_Assignment_
Beneath this line are the data; copy exactly the part of them that opens with the line containing "if let Some(id)" and closes with the line containing "pub fn form_backspace(&mut", and only that part.

[[ Source data open ]]

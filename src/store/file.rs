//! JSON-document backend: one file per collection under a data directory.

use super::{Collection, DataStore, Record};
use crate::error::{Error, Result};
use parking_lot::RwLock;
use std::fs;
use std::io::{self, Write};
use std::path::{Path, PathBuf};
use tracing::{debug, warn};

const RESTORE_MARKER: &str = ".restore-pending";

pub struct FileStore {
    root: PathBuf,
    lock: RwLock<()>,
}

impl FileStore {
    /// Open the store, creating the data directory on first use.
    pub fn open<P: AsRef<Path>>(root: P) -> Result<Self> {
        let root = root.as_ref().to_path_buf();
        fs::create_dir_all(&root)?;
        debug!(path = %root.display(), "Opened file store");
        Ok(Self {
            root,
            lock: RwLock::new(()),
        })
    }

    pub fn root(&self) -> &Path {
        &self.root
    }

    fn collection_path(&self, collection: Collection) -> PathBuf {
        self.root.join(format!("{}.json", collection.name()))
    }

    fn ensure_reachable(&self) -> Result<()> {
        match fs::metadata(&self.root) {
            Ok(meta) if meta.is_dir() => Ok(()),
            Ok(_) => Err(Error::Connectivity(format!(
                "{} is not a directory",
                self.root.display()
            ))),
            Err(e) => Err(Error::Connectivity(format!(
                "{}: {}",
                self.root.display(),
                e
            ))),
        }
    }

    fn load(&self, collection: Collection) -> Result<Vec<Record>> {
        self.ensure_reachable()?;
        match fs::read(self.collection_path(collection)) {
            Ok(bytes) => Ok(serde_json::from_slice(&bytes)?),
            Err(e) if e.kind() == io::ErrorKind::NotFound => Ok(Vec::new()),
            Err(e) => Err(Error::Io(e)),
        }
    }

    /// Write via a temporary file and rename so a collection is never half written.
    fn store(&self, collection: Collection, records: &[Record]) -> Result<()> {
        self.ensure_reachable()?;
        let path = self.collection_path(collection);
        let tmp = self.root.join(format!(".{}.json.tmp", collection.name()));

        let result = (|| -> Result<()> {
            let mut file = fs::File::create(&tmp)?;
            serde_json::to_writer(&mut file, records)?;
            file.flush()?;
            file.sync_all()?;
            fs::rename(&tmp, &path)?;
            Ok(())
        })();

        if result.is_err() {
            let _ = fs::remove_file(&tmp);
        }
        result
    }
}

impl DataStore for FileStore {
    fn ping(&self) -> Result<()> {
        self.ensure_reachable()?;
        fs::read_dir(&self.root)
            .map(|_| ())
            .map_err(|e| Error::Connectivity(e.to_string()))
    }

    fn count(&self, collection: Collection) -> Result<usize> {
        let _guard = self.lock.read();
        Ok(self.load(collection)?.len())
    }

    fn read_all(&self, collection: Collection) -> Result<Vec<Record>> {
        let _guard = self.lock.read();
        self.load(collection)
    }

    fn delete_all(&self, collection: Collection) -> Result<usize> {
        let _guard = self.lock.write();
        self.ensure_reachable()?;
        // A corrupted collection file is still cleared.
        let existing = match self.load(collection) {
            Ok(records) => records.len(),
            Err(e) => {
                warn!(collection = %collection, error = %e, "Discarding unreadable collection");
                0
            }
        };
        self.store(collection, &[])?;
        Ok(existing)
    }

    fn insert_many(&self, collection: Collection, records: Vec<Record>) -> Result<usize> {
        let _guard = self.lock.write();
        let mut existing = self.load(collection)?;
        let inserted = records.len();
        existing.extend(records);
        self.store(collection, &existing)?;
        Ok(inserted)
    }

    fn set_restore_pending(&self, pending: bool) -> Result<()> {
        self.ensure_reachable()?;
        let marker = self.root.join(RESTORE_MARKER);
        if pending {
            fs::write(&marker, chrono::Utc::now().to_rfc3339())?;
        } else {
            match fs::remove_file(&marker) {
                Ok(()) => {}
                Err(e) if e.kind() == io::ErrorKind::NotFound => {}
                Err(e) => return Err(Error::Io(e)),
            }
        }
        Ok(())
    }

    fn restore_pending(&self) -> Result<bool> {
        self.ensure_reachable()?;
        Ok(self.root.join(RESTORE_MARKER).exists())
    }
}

[[ Source data closed ]]
[[ Source data open ]]

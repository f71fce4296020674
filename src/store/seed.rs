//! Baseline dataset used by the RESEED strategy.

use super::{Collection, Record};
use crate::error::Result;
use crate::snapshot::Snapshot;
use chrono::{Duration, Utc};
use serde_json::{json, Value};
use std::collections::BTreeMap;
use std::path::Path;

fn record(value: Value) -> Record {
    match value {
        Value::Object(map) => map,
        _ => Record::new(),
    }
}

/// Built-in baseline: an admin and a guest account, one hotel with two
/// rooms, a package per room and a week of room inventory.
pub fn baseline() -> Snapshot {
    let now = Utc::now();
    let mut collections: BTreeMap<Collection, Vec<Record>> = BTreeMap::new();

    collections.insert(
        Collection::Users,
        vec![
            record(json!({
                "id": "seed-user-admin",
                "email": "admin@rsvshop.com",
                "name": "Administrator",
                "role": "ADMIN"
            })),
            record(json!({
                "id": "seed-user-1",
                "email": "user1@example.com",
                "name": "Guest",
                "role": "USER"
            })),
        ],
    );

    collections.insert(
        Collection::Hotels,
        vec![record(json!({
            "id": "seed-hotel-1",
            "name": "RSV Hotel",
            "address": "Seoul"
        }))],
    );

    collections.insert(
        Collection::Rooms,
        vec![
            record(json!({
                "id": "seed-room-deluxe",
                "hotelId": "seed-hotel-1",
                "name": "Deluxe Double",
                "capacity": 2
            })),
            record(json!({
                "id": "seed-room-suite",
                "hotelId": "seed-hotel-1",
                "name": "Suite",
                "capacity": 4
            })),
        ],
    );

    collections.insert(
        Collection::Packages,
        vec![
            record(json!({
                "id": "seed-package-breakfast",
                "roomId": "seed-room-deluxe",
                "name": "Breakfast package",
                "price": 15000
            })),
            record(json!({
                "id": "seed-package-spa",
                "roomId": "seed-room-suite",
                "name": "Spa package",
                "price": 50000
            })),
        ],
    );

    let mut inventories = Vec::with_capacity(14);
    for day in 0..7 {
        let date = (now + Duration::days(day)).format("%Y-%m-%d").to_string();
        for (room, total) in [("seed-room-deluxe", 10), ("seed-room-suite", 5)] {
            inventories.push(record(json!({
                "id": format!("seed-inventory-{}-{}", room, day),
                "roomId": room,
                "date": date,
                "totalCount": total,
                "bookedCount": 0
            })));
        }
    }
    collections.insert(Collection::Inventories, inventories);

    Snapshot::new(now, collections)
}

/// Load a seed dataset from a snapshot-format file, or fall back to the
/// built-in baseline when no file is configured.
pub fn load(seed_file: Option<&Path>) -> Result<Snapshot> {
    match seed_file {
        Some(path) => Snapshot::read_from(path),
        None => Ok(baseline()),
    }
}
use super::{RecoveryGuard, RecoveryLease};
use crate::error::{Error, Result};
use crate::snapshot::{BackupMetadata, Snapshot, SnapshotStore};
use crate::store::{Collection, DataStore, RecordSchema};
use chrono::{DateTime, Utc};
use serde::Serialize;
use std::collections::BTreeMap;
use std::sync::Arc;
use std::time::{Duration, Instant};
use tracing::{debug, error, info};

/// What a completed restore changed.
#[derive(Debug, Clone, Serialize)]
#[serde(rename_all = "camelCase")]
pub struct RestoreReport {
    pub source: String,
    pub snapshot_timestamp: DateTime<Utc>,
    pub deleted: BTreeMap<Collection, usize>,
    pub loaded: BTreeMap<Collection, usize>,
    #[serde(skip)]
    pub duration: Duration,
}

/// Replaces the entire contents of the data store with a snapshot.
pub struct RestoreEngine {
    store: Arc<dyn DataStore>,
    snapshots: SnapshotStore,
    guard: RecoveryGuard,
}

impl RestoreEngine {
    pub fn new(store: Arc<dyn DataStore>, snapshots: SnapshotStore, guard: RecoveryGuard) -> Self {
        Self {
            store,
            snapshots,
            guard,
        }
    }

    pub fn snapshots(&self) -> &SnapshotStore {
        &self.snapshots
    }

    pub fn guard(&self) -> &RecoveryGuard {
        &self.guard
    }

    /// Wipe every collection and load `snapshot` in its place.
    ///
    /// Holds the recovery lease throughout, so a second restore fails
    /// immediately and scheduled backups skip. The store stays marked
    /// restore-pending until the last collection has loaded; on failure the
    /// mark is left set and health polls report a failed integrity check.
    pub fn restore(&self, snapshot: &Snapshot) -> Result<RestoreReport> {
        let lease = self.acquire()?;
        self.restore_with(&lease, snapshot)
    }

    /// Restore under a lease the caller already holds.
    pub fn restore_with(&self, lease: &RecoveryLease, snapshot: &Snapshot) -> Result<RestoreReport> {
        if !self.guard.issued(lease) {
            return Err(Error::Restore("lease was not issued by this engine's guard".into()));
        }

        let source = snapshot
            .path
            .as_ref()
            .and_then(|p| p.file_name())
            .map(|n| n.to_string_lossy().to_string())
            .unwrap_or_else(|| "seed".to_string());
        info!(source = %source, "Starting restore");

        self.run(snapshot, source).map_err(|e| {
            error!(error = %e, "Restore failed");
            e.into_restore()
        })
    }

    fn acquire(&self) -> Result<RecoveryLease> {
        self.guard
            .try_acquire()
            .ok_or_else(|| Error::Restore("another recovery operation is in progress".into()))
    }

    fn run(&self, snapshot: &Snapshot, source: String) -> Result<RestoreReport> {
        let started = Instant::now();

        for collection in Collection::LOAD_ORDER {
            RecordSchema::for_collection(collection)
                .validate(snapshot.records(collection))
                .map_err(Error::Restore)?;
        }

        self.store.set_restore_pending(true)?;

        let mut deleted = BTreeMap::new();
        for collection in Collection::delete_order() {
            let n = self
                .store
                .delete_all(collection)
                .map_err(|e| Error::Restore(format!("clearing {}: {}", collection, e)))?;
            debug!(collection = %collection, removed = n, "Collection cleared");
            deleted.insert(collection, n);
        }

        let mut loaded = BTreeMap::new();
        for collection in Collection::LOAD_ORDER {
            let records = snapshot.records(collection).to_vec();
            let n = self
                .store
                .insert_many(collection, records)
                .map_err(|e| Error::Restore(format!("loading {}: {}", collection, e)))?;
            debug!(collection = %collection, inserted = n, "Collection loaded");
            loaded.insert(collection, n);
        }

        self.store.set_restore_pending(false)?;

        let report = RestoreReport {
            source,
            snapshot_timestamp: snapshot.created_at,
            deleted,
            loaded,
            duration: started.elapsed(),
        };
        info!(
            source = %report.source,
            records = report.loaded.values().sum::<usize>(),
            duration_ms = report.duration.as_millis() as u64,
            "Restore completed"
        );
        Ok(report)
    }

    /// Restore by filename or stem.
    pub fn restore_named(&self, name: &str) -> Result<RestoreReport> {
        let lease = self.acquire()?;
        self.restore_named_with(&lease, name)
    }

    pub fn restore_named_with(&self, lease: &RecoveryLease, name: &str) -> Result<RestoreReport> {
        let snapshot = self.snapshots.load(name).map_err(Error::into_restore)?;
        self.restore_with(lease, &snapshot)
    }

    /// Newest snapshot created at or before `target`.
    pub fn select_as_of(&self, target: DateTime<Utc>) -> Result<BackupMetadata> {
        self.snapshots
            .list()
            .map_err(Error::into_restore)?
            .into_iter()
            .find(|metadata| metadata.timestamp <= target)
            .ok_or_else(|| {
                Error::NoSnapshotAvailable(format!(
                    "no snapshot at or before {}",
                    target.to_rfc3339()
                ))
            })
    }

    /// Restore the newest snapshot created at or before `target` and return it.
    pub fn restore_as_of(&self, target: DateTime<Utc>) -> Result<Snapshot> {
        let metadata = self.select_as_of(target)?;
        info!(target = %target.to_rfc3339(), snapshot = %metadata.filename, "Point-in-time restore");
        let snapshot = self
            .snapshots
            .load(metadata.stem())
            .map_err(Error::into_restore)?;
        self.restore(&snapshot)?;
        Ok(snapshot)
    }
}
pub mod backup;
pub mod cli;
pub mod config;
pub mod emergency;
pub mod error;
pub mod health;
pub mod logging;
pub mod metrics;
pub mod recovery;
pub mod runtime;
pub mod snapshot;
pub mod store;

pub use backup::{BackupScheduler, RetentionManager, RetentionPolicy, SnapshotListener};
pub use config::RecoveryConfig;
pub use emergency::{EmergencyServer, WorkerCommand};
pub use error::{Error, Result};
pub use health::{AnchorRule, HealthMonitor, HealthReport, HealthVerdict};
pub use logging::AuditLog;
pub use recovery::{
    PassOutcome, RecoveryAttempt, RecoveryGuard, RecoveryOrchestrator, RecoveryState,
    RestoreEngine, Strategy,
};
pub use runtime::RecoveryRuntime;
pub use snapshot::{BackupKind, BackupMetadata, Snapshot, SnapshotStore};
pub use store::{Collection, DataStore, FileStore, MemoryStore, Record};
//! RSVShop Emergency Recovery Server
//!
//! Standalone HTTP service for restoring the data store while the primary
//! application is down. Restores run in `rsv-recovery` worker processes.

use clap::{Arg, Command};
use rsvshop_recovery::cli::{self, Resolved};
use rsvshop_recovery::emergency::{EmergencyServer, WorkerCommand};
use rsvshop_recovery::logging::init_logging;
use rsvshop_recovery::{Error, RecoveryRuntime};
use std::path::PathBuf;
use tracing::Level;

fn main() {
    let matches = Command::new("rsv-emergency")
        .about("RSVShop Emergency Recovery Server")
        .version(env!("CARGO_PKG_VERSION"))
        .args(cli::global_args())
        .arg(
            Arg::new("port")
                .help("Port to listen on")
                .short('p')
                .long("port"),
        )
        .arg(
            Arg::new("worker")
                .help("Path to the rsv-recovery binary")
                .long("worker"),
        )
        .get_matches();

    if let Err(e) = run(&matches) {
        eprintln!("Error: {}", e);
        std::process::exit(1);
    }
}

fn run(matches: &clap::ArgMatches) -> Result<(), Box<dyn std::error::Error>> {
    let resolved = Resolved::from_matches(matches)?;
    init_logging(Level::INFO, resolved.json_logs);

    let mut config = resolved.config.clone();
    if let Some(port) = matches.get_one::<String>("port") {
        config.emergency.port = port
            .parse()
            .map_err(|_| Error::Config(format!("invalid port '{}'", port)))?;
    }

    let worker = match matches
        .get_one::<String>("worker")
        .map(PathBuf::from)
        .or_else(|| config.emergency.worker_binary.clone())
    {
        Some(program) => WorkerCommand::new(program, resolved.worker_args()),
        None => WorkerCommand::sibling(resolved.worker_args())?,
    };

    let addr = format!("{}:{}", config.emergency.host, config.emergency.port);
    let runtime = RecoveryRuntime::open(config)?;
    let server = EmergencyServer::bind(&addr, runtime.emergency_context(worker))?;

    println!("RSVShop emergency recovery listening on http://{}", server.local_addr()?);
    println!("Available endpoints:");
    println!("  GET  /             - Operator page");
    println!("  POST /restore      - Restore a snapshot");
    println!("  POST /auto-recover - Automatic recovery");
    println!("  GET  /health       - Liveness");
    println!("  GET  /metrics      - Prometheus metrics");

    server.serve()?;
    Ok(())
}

[[ Source data closed ]]
[[ Source data open ]]

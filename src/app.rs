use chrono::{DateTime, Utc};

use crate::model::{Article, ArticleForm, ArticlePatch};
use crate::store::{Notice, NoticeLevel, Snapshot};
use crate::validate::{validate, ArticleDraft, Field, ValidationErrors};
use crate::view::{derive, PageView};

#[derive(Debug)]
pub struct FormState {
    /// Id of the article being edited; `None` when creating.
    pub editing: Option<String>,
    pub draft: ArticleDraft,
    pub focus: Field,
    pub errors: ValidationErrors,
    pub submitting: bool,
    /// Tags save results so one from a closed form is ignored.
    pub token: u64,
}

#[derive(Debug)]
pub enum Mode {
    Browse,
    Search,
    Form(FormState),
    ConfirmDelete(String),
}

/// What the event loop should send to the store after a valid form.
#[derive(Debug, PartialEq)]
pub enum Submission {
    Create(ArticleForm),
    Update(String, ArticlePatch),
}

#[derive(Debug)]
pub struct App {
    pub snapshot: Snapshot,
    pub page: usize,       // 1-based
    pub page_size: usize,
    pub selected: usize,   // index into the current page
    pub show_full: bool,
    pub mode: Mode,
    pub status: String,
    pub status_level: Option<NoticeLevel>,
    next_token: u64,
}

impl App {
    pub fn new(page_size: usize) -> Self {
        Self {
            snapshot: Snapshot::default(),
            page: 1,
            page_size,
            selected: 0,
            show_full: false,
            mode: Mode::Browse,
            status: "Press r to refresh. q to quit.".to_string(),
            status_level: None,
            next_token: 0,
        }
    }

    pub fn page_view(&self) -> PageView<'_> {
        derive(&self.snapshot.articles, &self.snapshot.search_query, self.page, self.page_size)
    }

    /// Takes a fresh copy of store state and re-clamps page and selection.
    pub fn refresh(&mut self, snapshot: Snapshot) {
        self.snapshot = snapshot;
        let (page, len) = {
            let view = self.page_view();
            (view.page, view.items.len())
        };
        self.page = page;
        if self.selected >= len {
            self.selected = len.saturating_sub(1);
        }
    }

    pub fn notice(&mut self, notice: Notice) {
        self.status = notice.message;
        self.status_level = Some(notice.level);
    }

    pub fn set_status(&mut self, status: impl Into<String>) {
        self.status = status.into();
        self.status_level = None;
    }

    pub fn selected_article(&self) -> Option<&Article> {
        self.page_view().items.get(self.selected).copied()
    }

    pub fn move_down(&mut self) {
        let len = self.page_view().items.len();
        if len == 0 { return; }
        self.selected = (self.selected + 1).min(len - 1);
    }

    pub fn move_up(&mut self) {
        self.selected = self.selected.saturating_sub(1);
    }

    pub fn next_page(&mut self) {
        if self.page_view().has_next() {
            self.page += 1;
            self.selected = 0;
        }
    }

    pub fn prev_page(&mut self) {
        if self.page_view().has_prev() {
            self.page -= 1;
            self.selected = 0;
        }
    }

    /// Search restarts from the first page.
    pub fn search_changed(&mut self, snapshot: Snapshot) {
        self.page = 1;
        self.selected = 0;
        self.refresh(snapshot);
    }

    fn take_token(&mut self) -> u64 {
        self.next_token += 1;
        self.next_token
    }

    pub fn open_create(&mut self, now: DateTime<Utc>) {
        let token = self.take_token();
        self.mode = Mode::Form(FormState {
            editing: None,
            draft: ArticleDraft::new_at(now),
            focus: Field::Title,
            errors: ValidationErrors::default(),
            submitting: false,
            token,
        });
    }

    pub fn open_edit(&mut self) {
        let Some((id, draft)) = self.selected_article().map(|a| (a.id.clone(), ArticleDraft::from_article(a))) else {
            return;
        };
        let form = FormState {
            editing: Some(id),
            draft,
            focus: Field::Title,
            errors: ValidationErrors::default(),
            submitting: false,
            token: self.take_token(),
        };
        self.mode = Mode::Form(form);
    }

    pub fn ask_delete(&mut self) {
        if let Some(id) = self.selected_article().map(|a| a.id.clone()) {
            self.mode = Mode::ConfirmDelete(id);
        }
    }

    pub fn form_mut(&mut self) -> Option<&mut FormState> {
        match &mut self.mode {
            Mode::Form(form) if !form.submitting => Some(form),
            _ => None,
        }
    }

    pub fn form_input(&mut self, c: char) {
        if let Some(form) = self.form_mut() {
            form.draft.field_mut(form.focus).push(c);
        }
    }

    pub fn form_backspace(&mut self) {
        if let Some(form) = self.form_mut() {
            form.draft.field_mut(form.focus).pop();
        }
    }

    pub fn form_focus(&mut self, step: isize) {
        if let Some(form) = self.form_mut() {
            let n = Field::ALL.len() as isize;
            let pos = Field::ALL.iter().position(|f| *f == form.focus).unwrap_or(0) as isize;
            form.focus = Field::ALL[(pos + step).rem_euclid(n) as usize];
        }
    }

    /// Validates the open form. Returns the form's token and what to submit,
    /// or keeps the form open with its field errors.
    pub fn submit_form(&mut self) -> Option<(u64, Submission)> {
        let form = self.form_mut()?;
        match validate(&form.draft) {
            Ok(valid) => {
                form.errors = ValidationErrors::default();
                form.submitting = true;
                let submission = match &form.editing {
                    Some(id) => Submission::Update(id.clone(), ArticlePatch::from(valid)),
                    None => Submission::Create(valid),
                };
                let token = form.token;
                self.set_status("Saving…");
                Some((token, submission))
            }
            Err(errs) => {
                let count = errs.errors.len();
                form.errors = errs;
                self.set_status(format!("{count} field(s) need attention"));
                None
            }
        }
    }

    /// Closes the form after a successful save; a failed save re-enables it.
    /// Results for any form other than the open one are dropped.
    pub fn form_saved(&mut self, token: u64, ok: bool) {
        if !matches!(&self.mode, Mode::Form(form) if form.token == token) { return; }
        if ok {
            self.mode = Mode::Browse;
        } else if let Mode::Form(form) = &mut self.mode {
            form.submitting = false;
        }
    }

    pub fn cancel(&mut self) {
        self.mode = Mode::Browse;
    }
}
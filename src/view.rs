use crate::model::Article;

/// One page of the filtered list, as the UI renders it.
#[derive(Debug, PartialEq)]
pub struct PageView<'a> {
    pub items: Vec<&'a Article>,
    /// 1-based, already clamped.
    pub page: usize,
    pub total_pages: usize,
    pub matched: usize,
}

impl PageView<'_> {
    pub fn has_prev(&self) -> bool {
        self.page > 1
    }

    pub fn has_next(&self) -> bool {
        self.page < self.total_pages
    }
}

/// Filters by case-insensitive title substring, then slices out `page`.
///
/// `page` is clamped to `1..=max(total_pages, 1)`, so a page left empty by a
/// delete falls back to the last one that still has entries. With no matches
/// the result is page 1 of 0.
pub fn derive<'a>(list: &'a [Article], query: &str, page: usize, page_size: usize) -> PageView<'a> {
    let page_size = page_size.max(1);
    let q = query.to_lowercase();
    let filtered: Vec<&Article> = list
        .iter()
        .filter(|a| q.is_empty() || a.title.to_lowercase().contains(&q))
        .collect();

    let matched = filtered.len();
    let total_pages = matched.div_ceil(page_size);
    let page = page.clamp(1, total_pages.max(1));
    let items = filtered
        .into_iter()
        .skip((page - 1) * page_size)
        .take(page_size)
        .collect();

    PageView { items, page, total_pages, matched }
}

[[ Source data closed ]]

_Written solution_
        if let Some(id) = self.selected_article().map(|a| a.id.clone()) {
            self.mode = Mode::ConfirmDelete(id);
        }
    }

    pub fn form_mut(&mut self) -> Option<&mut FormState> {
        match &mut self.mode {
            Mode::Form(form) if !form.submitting => Some(form),
            _ => None,
        }
    }

    pub fn form_input(&mut self, c: char) {
        if let Some(form) = self.form_mut() {
            form.draft.field_mut(form.focus).push(c);
        }
    }

    pub fn form_backspace(&mut self) {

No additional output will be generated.